Marriage eBook

This eBook from the Gutenberg Project consists of approximately 596 pages of information about Marriage.

Marriage eBook

This eBook from the Gutenberg Project consists of approximately 596 pages of information about Marriage.

PREFATORY NOTE.

Miss Ferrier’s Novels have, since their first appearance, suffered curtailment in all subsequent Editions.  The present Edition is the first reprint from the original Editions, and contains the whole of the omissions in other reprints.  It is, therefore, the only perfect Edition of these Novels.
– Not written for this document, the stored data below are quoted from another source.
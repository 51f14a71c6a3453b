//! # Bill Commands
//!
//! Every bill of the shop, counter sales and khatha entries alike.
//!
//! ```text
//! khatha bills list [--search ramesh] [--export bills.csv]
//!
//!   GET /bills ──► newest first ──► search ──► table
//!                                       │
//!                                       └──► --export: same rows as CSV
//!                                            Date, Bill No, Customer, Items,
//!                                            Amount, Paid, Due, Mode, Status
//!
//! khatha bills show 88     receipt, items priced from the catalogue
//! khatha bills edit 88     correct amount / paid / status / mode
//! ```
//!
//! Only bills with a customer can be edited, and online orders (`ORD-`
//! numbers) only when they went on khatha.

use std::path::Path;

use serde::Serialize;
use tracing::info;

use khatha_core::bill_items::BillItems;
use khatha_core::ledger::BillUpdate;
use khatha_core::{Bill, Money, PaymentMode, Product};

use crate::cli::BillsCommand;
use crate::commands::customers::catalog_for_summaries;
use crate::commands::{retailer_api, Reply};
use crate::error::{CommandError, CommandResult, ErrorCode};
use crate::state::AppState;
use crate::view;

/// Bill numbers the backend gives marketplace orders.
const ONLINE_ORDER_PREFIX: &str = "ORD-";

const WALK_IN: &str = "Walk-in";

pub async fn run(state: &AppState, cmd: BillsCommand) -> CommandResult<Reply> {
    let (api, retailer_id) = retailer_api(state).await?;

    match cmd {
        BillsCommand::List { search, export } => {
            let mut bills = api.bills().list().await?;
            newest_first(&mut bills);
            if let Some(term) = search.as_deref() {
                bills.retain(|b| matches_search(b, term));
            }
            let catalog = catalog_for_summaries(&api).await;

            let mut text = render_list(&bills, &catalog);
            if let Some(path) = export {
                write_export(&path, &bills, &catalog)?;
                info!(count = bills.len(), path = %path.display(), "Bills exported");
                text.push_str(&format!("\n\n{} bill(s) exported to {}", bills.len(), path.display()));
            }
            Reply::new(text, &bills)
        }
        BillsCommand::Show { id } => {
            let bill = find_bill(api.bills().list().await?, id)?;
            let catalog = catalog_for_summaries(&api).await;
            Reply::new(render_receipt(&bill, &catalog), &bill)
        }
        BillsCommand::Edit {
            id,
            amount,
            paid,
            status,
            mode,
        } => {
            let bill = find_bill(api.bills().list().await?, id)?;
            if !is_editable(&bill) {
                return Err(CommandError::new(
                    ErrorCode::InvalidState,
                    format!("Bill {} cannot be edited: walk-in bills and paid online orders are final", id),
                ));
            }

            let current = BillUpdate::from_bill(&bill, retailer_id);
            let update = BillUpdate::new(
                amount.unwrap_or(current.amount),
                paid.unwrap_or(current.paid_amount),
                status.unwrap_or(current.status),
                mode.unwrap_or(current.payment_mode),
                retailer_id,
            );
            api.bills().update(id, &update).await?;
            Reply::new(
                format!(
                    "Bill {} updated: {} paid of {}, due {}",
                    id, update.paid_amount, update.amount, update.due_amount
                ),
                &update,
            )
        }
    }
}

// =============================================================================
// Listing
// =============================================================================

/// Bills without a readable date go last.
fn newest_first(bills: &mut [Bill]) {
    bills.sort_by(|a, b| b.timestamp().cmp(&a.timestamp()));
}

/// Case-insensitive match on bill number, customer name or status.
fn matches_search(bill: &Bill, term: &str) -> bool {
    let term = term.trim().to_lowercase();
    if term.is_empty() {
        return true;
    }
    let status = bill.status.map(|s| s.to_string());
    let matched = [bill.bill_number.as_deref(), bill.customer_name(), status.as_deref()]
        .into_iter()
        .flatten()
        .any(|field| field.to_lowercase().contains(&term));
    matched
}

fn find_bill(bills: Vec<Bill>, id: i64) -> CommandResult<Bill> {
    bills
        .into_iter()
        .find(|b| b.id == id)
        .ok_or_else(|| CommandError::not_found("Bill", id))
}

fn is_editable(bill: &Bill) -> bool {
    let online = bill
        .bill_number
        .as_deref()
        .is_some_and(|n| n.starts_with(ONLINE_ORDER_PREFIX));
    bill.customer.is_some() && (!online || bill.counter_payment_mode() == Some(PaymentMode::Khatha))
}

fn bill_date(bill: &Bill) -> String {
    match bill.timestamp() {
        Some(t) => t.format("%Y-%m-%d").to_string(),
        None => bill
            .bill_date
            .as_deref()
            .or(bill.created_at.as_deref())
            .map(|d| d.chars().take(10).collect())
            .unwrap_or_default(),
    }
}

fn status_label(bill: &Bill) -> String {
    bill.status.map(|s| s.to_string()).unwrap_or_default()
}

// =============================================================================
// CSV Export
// =============================================================================

#[derive(Debug, Serialize)]
struct ExportRow<'a> {
    #[serde(rename = "Date")]
    date: String,
    #[serde(rename = "Bill No")]
    bill_number: &'a str,
    #[serde(rename = "Customer")]
    customer: &'a str,
    #[serde(rename = "Items")]
    items: String,
    #[serde(rename = "Amount")]
    amount: String,
    #[serde(rename = "Paid")]
    paid: String,
    #[serde(rename = "Due")]
    due: String,
    #[serde(rename = "Mode")]
    mode: &'a str,
    #[serde(rename = "Status")]
    status: String,
}

impl<'a> ExportRow<'a> {
    fn new(bill: &'a Bill, catalog: &[Product]) -> Self {
        ExportRow {
            date: bill_date(bill),
            bill_number: bill.bill_number.as_deref().unwrap_or_default(),
            customer: bill.customer_name().unwrap_or(WALK_IN),
            items: BillItems::decode(bill.items.as_deref()).summary(catalog),
            amount: plain(bill.amount),
            paid: plain(bill.paid_amount),
            due: plain(bill.due_amount),
            mode: bill.payment_mode.as_deref().unwrap_or_default(),
            status: status_label(bill),
        }
    }
}

/// Spreadsheets want `450.00`, not `₹450.00`.
fn plain(money: Money) -> String {
    format!("{:.2}", money.amount())
}

fn export_csv<W: std::io::Write>(out: W, bills: &[Bill], catalog: &[Product]) -> csv::Result<()> {
    let mut writer = csv::Writer::from_writer(out);
    for bill in bills {
        writer.serialize(ExportRow::new(bill, catalog))?;
    }
    writer.flush()?;
    Ok(())
}

fn write_export(path: &Path, bills: &[Bill], catalog: &[Product]) -> CommandResult<()> {
    let file = std::fs::File::create(path)
        .map_err(|e| CommandError::validation(format!("Cannot write {}: {}", path.display(), e)))?;
    export_csv(file, bills, catalog)?;
    Ok(())
}

// =============================================================================
// Rendering
// =============================================================================

fn render_list(bills: &[Bill], catalog: &[Product]) -> String {
    let rows: Vec<Vec<String>> = bills
        .iter()
        .map(|b| {
            let mut number = view::opt(&b.bill_number);
            if number.starts_with(ONLINE_ORDER_PREFIX) {
                number.push_str(" (online)");
            }
            vec![
                b.id.to_string(),
                bill_date(b),
                number,
                b.customer_name().unwrap_or(WALK_IN).to_string(),
                truncate(&BillItems::decode(b.items.as_deref()).summary(catalog), 30),
                b.amount.to_string(),
                view::opt(&b.payment_mode),
                status_label(b),
            ]
        })
        .collect();
    view::table_or_empty(
        &["Id", "Date", "Bill No", "Customer", "Items", "Amount", "Mode", "Status"],
        &rows,
        "No bills found",
    )
}

fn truncate(text: &str, max: usize) -> String {
    if text.chars().count() > max {
        format!("{}...", text.chars().take(max).collect::<String>())
    } else {
        text.to_string()
    }
}

fn render_receipt(bill: &Bill, catalog: &[Product]) -> String {
    let rows = BillItems::decode(bill.items.as_deref()).receipt_rows(catalog, bill.amount);
    let mut out = vec![
        format!(
            "Bill {}  {}  {}",
            view::opt(&bill.bill_number),
            bill_date(bill),
            bill.customer_name().unwrap_or(WALK_IN)
        ),
        String::new(),
        view::receipt(&rows, bill.amount),
    ];
    if bill.due_amount.is_positive() {
        out.push(format!("Paid {}  Due {}", bill.paid_amount, bill.due_amount));
    }
    if let Some(mode) = &bill.payment_mode {
        out.push(format!("Paid by {}", mode));
    }
    out.join("\n")
}

#[cfg(test)]
mod tests {
    use super::*;
    use khatha_core::{BillCustomer, BillStatus, BillType, ProductType};

    fn bill(id: i64, number: &str, customer: Option<&str>, date: &str) -> Bill {
        Bill {
            id,
            bill_number: Some(number.to_string()),
            bill_type: BillType::Gave,
            amount: Money::from_rupees(500),
            paid_amount: Money::from_rupees(50),
            due_amount: Money::from_rupees(450),
            payment_mode: Some("KHATHA".into()),
            items: Some("R1 x2, Rent, March".into()),
            status: Some(BillStatus::Partial),
            bill_date: Some(date.to_string()),
            created_at: None,
            image_url: None,
            loyalty_points_used: None,
            customer: customer.map(|name| BillCustomer {
                id: Some(12),
                name: Some(name.to_string()),
            }),
        }
    }

    fn catalog() -> Vec<Product> {
        vec![Product {
            id: 1,
            name: "Rice".into(),
            barcode: "R1".into(),
            price: Money::from_rupees(250),
            quantity: 10,
            product_type: ProductType::Unit,
            category: None,
            image_url: None,
            retailer_id: None,
        }]
    }

    #[test]
    fn test_newest_first_and_search() {
        let mut bills = vec![
            bill(1, "INV-1", Some("Ramesh"), "2024-05-01T10:00:00"),
            bill(2, "INV-2", None, "2024-06-01T10:00:00"),
            bill(3, "ORD-3", Some("Meena"), "2024-05-15T10:00:00"),
        ];
        newest_first(&mut bills);
        assert_eq!(bills.iter().map(|b| b.id).collect::<Vec<_>>(), vec![2, 3, 1]);

        assert!(matches_search(&bills[2], "rAmEsH"));
        assert!(matches_search(&bills[1], "ord-"));
        assert!(matches_search(&bills[0], "partial"));
        assert!(!matches_search(&bills[0], "ramesh"));
        assert!(matches_search(&bills[0], "  "));
    }

    #[test]
    fn test_csv_export_columns_and_quoting() {
        let bills = vec![bill(1, "INV-1", Some("Ramesh"), "2024-05-01T10:00:00"), bill(2, "INV-2", None, "2024-06-01")];
        let mut out = Vec::new();
        export_csv(&mut out, &bills, &catalog()).unwrap();
        let text = String::from_utf8(out).unwrap();
        let lines: Vec<&str> = text.lines().collect();

        assert_eq!(lines[0], "Date,Bill No,Customer,Items,Amount,Paid,Due,Mode,Status");
        assert_eq!(
            lines[1],
            "2024-05-01,INV-1,Ramesh,\"Rice x2, Rent x1, March x1\",500.00,50.00,450.00,KHATHA,PARTIAL"
        );
        assert!(lines[2].starts_with("2024-06-01,INV-2,Walk-in,"));
        assert_eq!(lines.len(), 3);
    }

    #[test]
    fn test_walk_in_and_paid_online_bills_are_final() {
        assert!(is_editable(&bill(1, "INV-1", Some("Ramesh"), "2024-05-01")));
        assert!(!is_editable(&bill(2, "INV-2", None, "2024-05-01")));
        assert!(is_editable(&bill(3, "ORD-3", Some("Meena"), "2024-05-01")));

        let mut paid_online = bill(4, "ORD-4", Some("Meena"), "2024-05-01");
        paid_online.payment_mode = Some("UPI".into());
        assert!(!is_editable(&paid_online));
    }

    #[test]
    fn test_receipt_prices_legacy_items() {
        let text = render_receipt(&bill(1, "INV-1", Some("Ramesh"), "2024-05-01T10:00:00"), &catalog());
        assert!(text.starts_with("Bill INV-1  2024-05-01  Ramesh"));
        assert!(text.contains("Rice"));
        assert!(text.contains("Paid ₹50.00  Due ₹450.00"));
    }
}
//! # State Module
//!
//! Everything a command needs besides its arguments.
//!
//! ```text
//! ┌─────────────────────────────────────────────────────────────────────────┐
//! │                    State Architecture                                   │
//! │                                                                         │
//! │  ┌──────────────┐  ┌──────────────┐  ┌──────────────────┐              │
//! │  │ ConfigState  │  │ SessionStore │  │   DraftStore     │              │
//! │  │              │  │              │  │                  │              │
//! │  │ base URL     │  │ retailer id  │  │ counter sale     │              │
//! │  │ GST, quick   │  │ token, UPI   │  │ marketplace cart │              │
//! │  │ retry        │  │ accounts     │  │                  │              │
//! │  └──────────────┘  └──────────────┘  └──────────────────┘              │
//! │     config.toml      session.json        cart.json                     │
//! │                                                                         │
//! │  AppState::api() builds a KhathaApi from config + current session      │
//! └─────────────────────────────────────────────────────────────────────────┘
//! ```

mod cart;
mod config;

use std::path::PathBuf;

pub use cart::{DraftStore, Drafts};
pub use config::{ConfigChange, ConfigState, ConfigView};

use khatha_client::{ClientConfig, KhathaApi, Session, SessionStore};

use crate::error::CommandResult;

pub struct AppState {
    pub config: ConfigState,
    pub session: SessionStore,
    pub drafts: DraftStore,
}

impl AppState {
    /// Loads config, then the session and drafts from the paths it names.
    pub async fn load(config_path: Option<PathBuf>) -> CommandResult<Self> {
        let config = ConfigState::load(config_path)?;
        let session = SessionStore::load(config.config.session_path()).await?;
        let drafts = DraftStore::load(config.config.cart_path()).await?;
        Ok(AppState {
            config,
            session,
            drafts,
        })
    }

    /// Nothing touches disk. Used by tests.
    pub fn in_memory(config: ClientConfig, session: Session) -> Self {
        AppState {
            config: ConfigState::from_config(config),
            session: SessionStore::new(session),
            drafts: DraftStore::in_memory(),
        }
    }

    /// API client scoped to the current session.
    pub async fn api(&self) -> CommandResult<KhathaApi> {
        let session = self.session.snapshot().await;
        Ok(KhathaApi::for_session(&self.config.config, &session)?)
    }
}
Works which have received the praise of Sir Walter Scott and Sir James Mackintosh, and been thought worthy of discussion in the Noctes Ambrosianae, require no further introduction to the reader.  The almost exceptional position which they occupy as satirizing the foibles rather than the more serious faults of human nature, and the caustic character of that satire, mingled with such bright wit and genial humour, give Miss Ferrier a place to herself in English fiction; and it is felt that a time has come to recognize this by producing her works in a form which fits them for the library, and in a type which enables them to be read with enjoyment.

          G.B.

New Burlington street,

December 1881.

MISS FERRIER’S NOVELS. [1]

In November 1854 there died in Edinburgh one who might, with truth, be called almost the last, if not the last, of that literary galaxy that adorned Edinburgh society in the days of Scott, Jeffrey, Wilson, and others.  Distinguished by the friendship and confidence of Sir Walter Scott, the name of Susan Edmonstone Ferrier is one that has become famous from her three clever, satirical, and most amusing novels of Marriage, The Inheritance, and Destiny. They exhibit, besides, a keen sense of the ludicrous almost unequalled.  She may be said to have done for Scotland what Jane Austen and Maria Edgeworth have respectively done for England and Ireland—­left portraits, painted in undying colours, of men and women that will live for ever in the hearts and minds of her readers.  In the present redundant age of novel writers and novel-readers, and when one would suppose the supply must far exceed the demand from the amount of puerile and often at the same time prurient literature in the department of fiction that daily flows from the press, it is refreshing to turn to the vigorous and, above all, healthy moral tone of this lady’s works.  To the present generation they are as if they had never been, and to the question, “Did you ever read Marriage?" it is not uncommon in these times to get such an answer as, “No, never.  Who wrote it?” “Miss Ferrier.”  “I never heard of her or her novels.”  It is with the view, therefore, of enlightening such benighted ones that I pen the following pages.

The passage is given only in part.